» **INPUT DATA**
━━━━━━━━━━━━━━━━━━━━━━━━━━━━━━

use serde::{Deserialize, Serialize};

use super::{RpcCall, RpcRequest};

#[derive(Debug, Serialize)]
pub struct GetTxOutCall {
    pub txid: bitcoin::Txid,
    pub n: u32,
    pub include_mempool: bool,
}

#[derive(Debug, Clone, Deserialize)]
pub struct GetTxOutValue {
    pub bestblock: bitcoin::BlockHash,
    pub confirmations: u32,
    #[serde(with = "bitcoin::amount::serde::as_btc")]
    pub value: bitcoin::Amount,
    #[serde(rename = "scriptPubKey")]
    pub script_pub_key: super::ScriptPubKey,
    #[serde(default)]
    pub coinbase: bool,
}

/// `null` when the output is spent or unknown
pub type GetTxOutCallResp = Option<GetTxOutValue>;

impl RpcCall for GetTxOutCall {
    type Response = GetTxOutCallResp;

    fn get_request(self) -> RpcRequest {
        RpcRequest {
            method: "gettxout".to_owned(),
            params: serde_json::to_value(&self).expect("must not fail"),
        }
    }
}
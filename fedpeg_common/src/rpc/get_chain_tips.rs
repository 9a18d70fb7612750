use serde::Deserialize;

use super::{RpcCall, RpcRequest};

#[derive(Debug)]
pub struct GetChainTipsCall;

#[derive(Debug, Clone, Deserialize)]
pub struct ChainTip {
    pub height: u32,
    pub hash: String,
    pub status: String,
}

impl RpcCall for GetChainTipsCall {
    type Response = Vec<ChainTip>;

    fn get_request(self) -> RpcRequest {
        RpcRequest {
            method: "getchaintips".to_owned(),
            params: serde_json::json!([]),
        }
    }
}

/// Height of the `active` tip, or of the first reported one
pub fn active_tip_height(tips: &[ChainTip]) -> Option<u32> {
    tips.iter()
        .find(|tip| tip.status == "active")
        .or_else(|| tips.first())
        .map(|tip| tip.height)
}
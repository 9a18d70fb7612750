use std::{
    collections::{BTreeMap, HashMap},
    sync::{Arc, Mutex},
};

use bitcoin::{hashes::Hash, Amount, OutPoint};
use fedpeg_common::rpc::{
    get_block::{
        Block, BlockInfo, ParentTx, ParentVin, ParentVout, SidechainTx, SidechainVin,
        SidechainVout,
    },
    get_blockchain_info::BlockchainInfo,
    get_tx_out::{GetTxOutCallResp, GetTxOutValue},
    ScriptPubKey,
};
use fedpeg_types::network::{asset_id, Network};

use crate::{
    chain::{ParentChain, Sidechain},
    db::Db,
};

pub const USDT_ASSET: elements::AssetId =
    asset_id("ce091c998b83c78bb71a632313ba3760f1763d9cfcffae02258ffa9865a37bd2");

pub const PEG_IN_ADDRESS_A: &str = "bc1qar0srrr7xfkvy5l643lydnw9re59gtzzwf5mdq";
pub const PEG_IN_ADDRESS_B: &str = "3J98t1WpEZ73CNmQviecrnyiWrnqRhWNLy";
pub const CHANGE_ADDRESS: &str = "bc1qxvay4an52gcghxq5lavact7r6qe9l4laedsazz8fj2ee2cy47tlqff4aj4";
pub const USER_ADDRESS: &str = "bc1qw508d6qejxtdg4y5r3zarvary0c5xw7kv8f3t4";

/// 2024-01-15
pub const JAN_2024: i64 = 1_705_276_800;
/// 2024-02-15
pub const FEB_2024: i64 = 1_707_955_200;
/// 2024-03-15
pub const MAR_2024: i64 = 1_710_460_800;

fn hash_bytes(prefix: u8, n: u32) -> [u8; 32] {
    let mut data = [prefix; 32];
    data[..4].copy_from_slice(&n.to_le_bytes());
    data
}

fn hash_height(data: [u8; 32]) -> u32 {
    u32::from_le_bytes([data[0], data[1], data[2], data[3]])
}

pub fn parent_txid(n: u32) -> bitcoin::Txid {
    bitcoin::Txid::from_byte_array(hash_bytes(0xaa, n))
}

pub fn sidechain_txid(n: u32) -> elements::Txid {
    elements::Txid::from_byte_array(hash_bytes(0xbb, n))
}

pub fn parent_block_hash(height: u32) -> bitcoin::BlockHash {
    bitcoin::BlockHash::from_byte_array(hash_bytes(0x01, height))
}

pub fn sidechain_block_hash(height: u32) -> elements::BlockHash {
    elements::BlockHash::from_byte_array(hash_bytes(0x02, height))
}

pub fn address_script(address: &str) -> ScriptPubKey {
    ScriptPubKey {
        script_type: "witness_v0_keyhash".to_owned(),
        address: Some(address.to_owned()),
        ..Default::default()
    }
}

pub fn parent_tx(txid: bitcoin::Txid, inputs: &[OutPoint], outputs: &[(u64, &str)]) -> ParentTx {
    ParentTx {
        txid,
        vin: inputs
            .iter()
            .map(|outpoint| ParentVin {
                txid: Some(outpoint.txid),
                vout: Some(outpoint.vout),
            })
            .collect(),
        vout: outputs
            .iter()
            .enumerate()
            .map(|(n, (value, address))| ParentVout {
                value: Amount::from_sat(*value),
                n: n as u32,
                script_pub_key: address_script(address),
            })
            .collect(),
        blockhash: None,
    }
}

/// Sidechain tx claiming `parent` through its first input
pub fn peg_in_tx(txid: elements::Txid, parent: OutPoint) -> SidechainTx {
    SidechainTx {
        txid,
        vin: vec![SidechainVin {
            is_pegin: true,
            txid: Some(parent.txid),
            vout: Some(parent.vout),
        }],
        vout: Vec::new(),
    }
}

/// Sidechain tx with an ordinary input, an explicit peg-out as output 0 and a fee output
pub fn peg_out_tx(txid: elements::Txid, amount: u64, destination: &str) -> SidechainTx {
    let policy_asset = Network::Liquid.d().policy_asset;
    SidechainTx {
        txid,
        vin: vec![SidechainVin {
            is_pegin: false,
            txid: Some(parent_txid(0xffff)),
            vout: Some(0),
        }],
        vout: vec![
            SidechainVout {
                value: Some(Amount::from_sat(amount)),
                asset: Some(policy_asset),
                n: 0,
                script_pub_key: ScriptPubKey {
                    script_type: ScriptPubKey::TYPE_NULL_DATA.to_owned(),
                    pegout_chain: Some(
                        "000000000019d6689c085ae165831e934ff763ae46a2a6c172b3f1b60a8ce26f"
                            .to_owned(),
                    ),
                    pegout_addresses: vec![destination.to_owned()],
                    ..Default::default()
                },
            },
            SidechainVout {
                value: Some(Amount::from_sat(250)),
                asset: Some(policy_asset),
                n: 1,
                script_pub_key: ScriptPubKey {
                    script_type: "fee".to_owned(),
                    ..Default::default()
                },
            },
        ],
    }
}

pub async fn temp_db() -> (tempfile::TempDir, Db) {
    let dir = tempfile::tempdir().unwrap();
    let db = Db::open_file(dir.path().join("db.sqlite"), std::time::Duration::from_secs(5))
        .await
        .unwrap();
    (dir, db)
}

#[derive(Default)]
struct SidechainState {
    tip: u32,
    blocks: BTreeMap<u32, Block<SidechainTx>>,
    fetched: Vec<u32>,
    fail_at: Option<u32>,
}

/// Sidechain where every height up to the tip exists, empty unless added.
/// Clones share the same chain.
#[derive(Clone, Default)]
pub struct MockSidechain {
    state: Arc<Mutex<SidechainState>>,
}

impl MockSidechain {
    pub fn new(tip: u32) -> Self {
        let mock = MockSidechain::default();
        mock.set_tip(tip);
        mock
    }

    pub fn set_tip(&self, tip: u32) {
        self.state.lock().unwrap().tip = tip;
    }

    pub fn add_block(&self, height: u32, time: i64, tx: Vec<SidechainTx>) {
        let mut state = self.state.lock().unwrap();
        state.tip = state.tip.max(height);
        state.blocks.insert(height, Block { height, time, tx });
    }

    /// Block fetches at `height` fail until cleared
    pub fn fail_at(&self, height: Option<u32>) {
        self.state.lock().unwrap().fail_at = height;
    }

    pub fn fetched(&self) -> Vec<u32> {
        self.state.lock().unwrap().fetched.clone()
    }
}

impl Sidechain for MockSidechain {
    async fn chain_tip_height(&self) -> Result<u32, anyhow::Error> {
        Ok(self.state.lock().unwrap().tip)
    }

    async fn block_hash(&self, height: u32) -> Result<elements::BlockHash, anyhow::Error> {
        let state = self.state.lock().unwrap();
        anyhow::ensure!(height <= state.tip, "block height {height} out of range");
        Ok(sidechain_block_hash(height))
    }

    async fn block(&self, hash: elements::BlockHash) -> Result<Block<SidechainTx>, anyhow::Error> {
        let height = hash_height(hash.to_byte_array());
        let mut state = self.state.lock().unwrap();
        anyhow::ensure!(state.fail_at != Some(height), "sidechain node is down");
        state.fetched.push(height);
        let block = state.blocks.get(&height).cloned().unwrap_or(Block {
            height,
            time: JAN_2024 + i64::from(height) * 60,
            tx: Vec::new(),
        });
        Ok(block)
    }
}

#[derive(Default)]
struct ParentState {
    tip: u32,
    headers: u32,
    blocks: BTreeMap<u32, Block<ParentTx>>,
    txs: HashMap<bitcoin::Txid, ParentTx>,
    utxos: BTreeMap<OutPoint, ParentVout>,
    fetched: Vec<u32>,
    tx_out_calls: Vec<OutPoint>,
    fail_block_at: Option<u32>,
}

/// Parent chain with a UTXO set maintained by `add_block`.
/// Clones share the same chain.
#[derive(Clone, Default)]
pub struct MockParent {
    state: Arc<Mutex<ParentState>>,
}

impl MockParent {
    pub fn new(tip: u32) -> Self {
        let mock = MockParent::default();
        mock.set_tip(tip);
        mock
    }

    pub fn set_tip(&self, tip: u32) {
        let mut state = self.state.lock().unwrap();
        state.tip = tip;
        state.headers = tip;
    }

    pub fn set_headers(&self, headers: u32) {
        self.state.lock().unwrap().headers = headers;
    }

    pub fn add_block(&self, height: u32, time: i64, txs: Vec<ParentTx>) {
        let mut state = self.state.lock().unwrap();
        let mut block_txs = Vec::new();
        for mut tx in txs {
            tx.blockhash = Some(parent_block_hash(height));
            for outpoint in tx.vin.iter().filter_map(ParentVin::outpoint) {
                state.utxos.remove(&outpoint);
            }
            for vout in tx.vout.iter() {
                let outpoint = OutPoint {
                    txid: tx.txid,
                    vout: vout.n,
                };
                state.utxos.insert(outpoint, vout.clone());
            }
            state.txs.insert(tx.txid, tx.clone());
            block_txs.push(tx);
        }
        state.blocks.insert(
            height,
            Block {
                height,
                time,
                tx: block_txs,
            },
        );
        if state.tip < height {
            state.tip = height;
            state.headers = height;
        }
    }

    /// Known to `getrawtransaction` but not confirmed
    pub fn add_mempool_tx(&self, tx: ParentTx) {
        self.state.lock().unwrap().txs.insert(tx.txid, tx);
    }

    pub fn fail_block_at(&self, height: Option<u32>) {
        self.state.lock().unwrap().fail_block_at = height;
    }

    pub fn fetched(&self) -> Vec<u32> {
        self.state.lock().unwrap().fetched.clone()
    }

    pub fn tx_out_calls(&self) -> Vec<OutPoint> {
        self.state.lock().unwrap().tx_out_calls.clone()
    }

    pub fn clear_calls(&self) {
        let mut state = self.state.lock().unwrap();
        state.fetched.clear();
        state.tx_out_calls.clear();
    }

    fn block_time(state: &ParentState, height: u32) -> i64 {
        state
            .blocks
            .get(&height)
            .map(|block| block.time)
            .unwrap_or(JAN_2024 + i64::from(height) * 600)
    }
}

impl ParentChain for MockParent {
    async fn chain_tip_height(&self) -> Result<u32, anyhow::Error> {
        Ok(self.state.lock().unwrap().tip)
    }

    async fn blockchain_info(&self) -> Result<BlockchainInfo, anyhow::Error> {
        let state = self.state.lock().unwrap();
        Ok(BlockchainInfo {
            chain: "main".to_owned(),
            blocks: state.tip,
            headers: state.headers,
        })
    }

    async fn block_hash(&self, height: u32) -> Result<bitcoin::BlockHash, anyhow::Error> {
        let state = self.state.lock().unwrap();
        anyhow::ensure!(height <= state.tip, "block height {height} out of range");
        Ok(parent_block_hash(height))
    }

    async fn block(&self, hash: bitcoin::BlockHash) -> Result<Block<ParentTx>, anyhow::Error> {
        let height = hash_height(hash.to_byte_array());
        let mut state = self.state.lock().unwrap();
        anyhow::ensure!(state.fail_block_at != Some(height), "parent node is down");
        state.fetched.push(height);
        let block = state.blocks.get(&height).cloned().unwrap_or(Block {
            height,
            time: Self::block_time(&state, height),
            tx: Vec::new(),
        });
        Ok(block)
    }

    async fn block_info(&self, hash: bitcoin::BlockHash) -> Result<BlockInfo, anyhow::Error> {
        let height = hash_height(hash.to_byte_array());
        let state = self.state.lock().unwrap();
        Ok(BlockInfo {
            height,
            time: Self::block_time(&state, height),
        })
    }

    async fn raw_transaction(&self, txid: bitcoin::Txid) -> Result<ParentTx, anyhow::Error> {
        let state = self.state.lock().unwrap();
        state
            .txs
            .get(&txid)
            .cloned()
            .ok_or_else(|| anyhow::anyhow!("No such mempool or blockchain transaction"))
    }

    async fn tx_out(&self, outpoint: OutPoint) -> Result<GetTxOutCallResp, anyhow::Error> {
        let mut state = self.state.lock().unwrap();
        state.tx_out_calls.push(outpoint);
        let tip = state.tip;
        let value = state.utxos.get(&outpoint).map(|vout| GetTxOutValue {
            bestblock: parent_block_hash(tip),
            confirmations: 1,
            value: vout.value,
            script_pub_key: vout.script_pub_key.clone(),
            coinbase: false,
        });
        Ok(value)
    }
}
/// Returns early with the given error
#[macro_export]
macro_rules! abort {
    ($err:expr) => {
        return Err($err.into())
    };
}

/// Returns early with the given error if the condition does not hold
#[macro_export]
macro_rules! verify {
    ($cond:expr, $err:expr) => {
        if !$cond {
            $crate::abort!($err);
        }
    };
}
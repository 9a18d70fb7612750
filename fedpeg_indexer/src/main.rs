use std::{future::Future, sync::Arc, time::Duration};

use fedpeg_indexer::{
    db::Db, error::Error, models::PassOutcome, peg_ledger::PegLedger,
    reserve_audit::ReserveAuditor, settings::Settings,
};
use fedpeg_types::retry_delay::RetryDelay;

/// Runs `pass` forever, sleeping `interval` after a successful run
/// and an increasing delay after a failed one
async fn run_loop<T, F, Fut>(name: &'static str, interval: Duration, pass: F)
where
    F: Fn() -> Fut,
    Fut: Future<Output = Result<PassOutcome<T>, Error>>,
    T: std::fmt::Debug,
{
    let mut retry_delay = RetryDelay::default();
    loop {
        let delay = match pass().await {
            Ok(outcome) => {
                log::debug!("{name} pass finished: {outcome:?}");
                retry_delay.reset();
                interval
            }
            Err(err) => {
                let delay = retry_delay.next_delay();
                log::error!("{name} pass failed: {err}, retry in {delay:?}");
                delay
            }
        };
        tokio::time::sleep(delay).await;
    }
}

#[cfg(unix)]
async fn terminate() {
    tokio::signal::unix::signal(tokio::signal::unix::SignalKind::terminate())
        .expect("can't install SIGTERM handler")
        .recv()
        .await;
}

#[cfg(not(unix))]
async fn terminate() {
    std::future::pending::<()>().await
}

async fn shutdown_signal() {
    tokio::select! {
        res = tokio::signal::ctrl_c() => res.expect("can't listen for ctrl-c"),
        _ = terminate() => {},
    }
}

#[tokio::main]
async fn main() {
    let args = std::env::args().collect::<Vec<_>>();
    assert!(
        args.len() == 2,
        "Specify a single argument for the path to the config file"
    );
    let config_path = &args[1];

    let settings = Settings::load(config_path).expect("invalid config");

    std::fs::create_dir_all(&settings.work_dir).expect("can't create work_dir");
    fedpeg_indexer::logs::init(&settings.work_dir);

    let network = settings.network.d();
    log::info!("starting fedpeg indexer, network: {}", network.name);

    let change_addresses = settings
        .change_addresses()
        .expect("invalid federation change address");
    if change_addresses.is_empty() {
        log::warn!("no federation change addresses configured, change outputs will not be tracked");
    } else {
        log::info!("tracking {} federation change addresses", change_addresses.len());
    }

    let db_file = settings.work_dir.join("db.sqlite");
    let db = Db::open_file(db_file, settings.db_busy_timeout.duration())
        .await
        .expect("can't open db");

    let ledger = Arc::new(PegLedger::new(
        db.clone(),
        settings.sidechain_rpc.clone(),
        settings.parent_rpc.clone(),
        network.policy_asset,
        settings.sidechain_start_height,
    ));
    let auditor = Arc::new(ReserveAuditor::new(
        db.clone(),
        settings.parent_rpc.clone(),
        change_addresses,
    ));

    let ledger_task = tokio::spawn(run_loop(
        "peg ledger",
        settings.ledger_interval.duration(),
        move || {
            let ledger = Arc::clone(&ledger);
            async move { ledger.run().await }
        },
    ));
    let audit_task = tokio::spawn(run_loop(
        "reserve audit",
        settings.audit_interval.duration(),
        move || {
            let auditor = Arc::clone(&auditor);
            async move { auditor.run().await }
        },
    ));

    shutdown_signal().await;
    log::info!("shutting down");

    ledger_task.abort();
    audit_task.abort();
    let _ = ledger_task.await;
    let _ = audit_task.await;

    db.close().await;
}
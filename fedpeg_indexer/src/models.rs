use bitcoin::{Amount, OutPoint, SignedAmount};
use serde::Serialize;

/// Peg-in or peg-out seen on the sidechain, never updated once stored
#[derive(Debug, Clone, PartialEq, Eq, Serialize)]
pub struct PegEvent {
    pub sidechain_height: u32,
    pub sidechain_block_time: i64,
    /// Positive for peg-ins, negative for peg-outs
    #[serde(with = "bitcoin::amount::serde::as_sat")]
    pub amount: SignedAmount,
    pub sidechain_txid: elements::Txid,
    /// Input index for peg-ins, output index for peg-outs
    pub sidechain_index: u32,
    pub parent_address: String,
    /// Only known for peg-ins
    pub parent: Option<PegInSource>,
    pub is_final_tx: bool,
}

/// Parent-chain output consumed by a peg-in
#[derive(Debug, Clone, PartialEq, Eq, Serialize)]
pub struct PegInSource {
    pub txid: bitcoin::Txid,
    pub vout: u32,
    pub block_height: u32,
    pub block_time: i64,
}

impl PegEvent {
    pub fn is_peg_in(&self) -> bool {
        self.amount.is_positive()
    }

    /// Federation UTXO created by a peg-in, due for its first audit at its own block height
    pub fn federation_utxo(&self) -> Option<FederationUtxo> {
        let parent = self.parent.as_ref()?;
        if !self.is_peg_in() {
            return None;
        }
        Some(FederationUtxo {
            txid: parent.txid,
            vout: parent.vout,
            address: self.parent_address.clone(),
            amount: self.amount.unsigned_abs(),
            created_block_height: parent.block_height,
            created_block_time: parent.block_time,
            is_unspent: true,
            last_verified_height: parent.block_height.saturating_sub(1),
            last_verified_time: 0,
        })
    }
}

/// Parent-chain output believed to be controlled by the federation.
/// Once `is_unspent` is false the row is final.
#[derive(Debug, Clone, PartialEq, Eq, Serialize)]
pub struct FederationUtxo {
    pub txid: bitcoin::Txid,
    pub vout: u32,
    pub address: String,
    pub amount: Amount,
    pub created_block_height: u32,
    pub created_block_time: i64,
    pub is_unspent: bool,
    pub last_verified_height: u32,
    pub last_verified_time: i64,
}

impl FederationUtxo {
    pub fn outpoint(&self) -> OutPoint {
        OutPoint {
            txid: self.txid,
            vout: self.vout,
        }
    }
}

#[derive(Debug, Clone, Copy, PartialEq, Eq)]
pub enum SkipReason {
    /// No peg-in has seeded the federation UTXO set yet
    NoFederationUtxos,
    ParentNotSynced { blocks: u32, headers: u32 },
}

#[derive(Debug, Clone, PartialEq, Eq)]
pub enum PassOutcome<T> {
    /// Another invocation of the same pass is in progress
    AlreadyRunning,
    Skipped(SkipReason),
    Done(T),
}
pub mod error_utils;
pub mod network;
pub mod retry_delay;
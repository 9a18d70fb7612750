use std::marker::PhantomData;

use serde::de::DeserializeOwned;

use super::{RpcCall, RpcRequest};

/// `H` is the block hash type of the queried chain
#[derive(Debug)]
pub struct GetBlockHashCall<H> {
    pub height: u32,
    hash: PhantomData<H>,
}

impl<H> GetBlockHashCall<H> {
    pub fn new(height: u32) -> Self {
        GetBlockHashCall {
            height,
            hash: PhantomData,
        }
    }
}

impl<H: DeserializeOwned> RpcCall for GetBlockHashCall<H> {
    type Response = H;

    fn get_request(self) -> RpcRequest {
        RpcRequest {
            method: "getblockhash".to_owned(),
            params: serde_json::json!({ "height": self.height }),
        }
    }
}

━━━━━━━━━━━━━━━━━━━━━━━━━━━━━━

Count up the lines in the records where the string "tempfile" appears. Your reply is that number alone.

» **PROBLEM SOLUTION**
2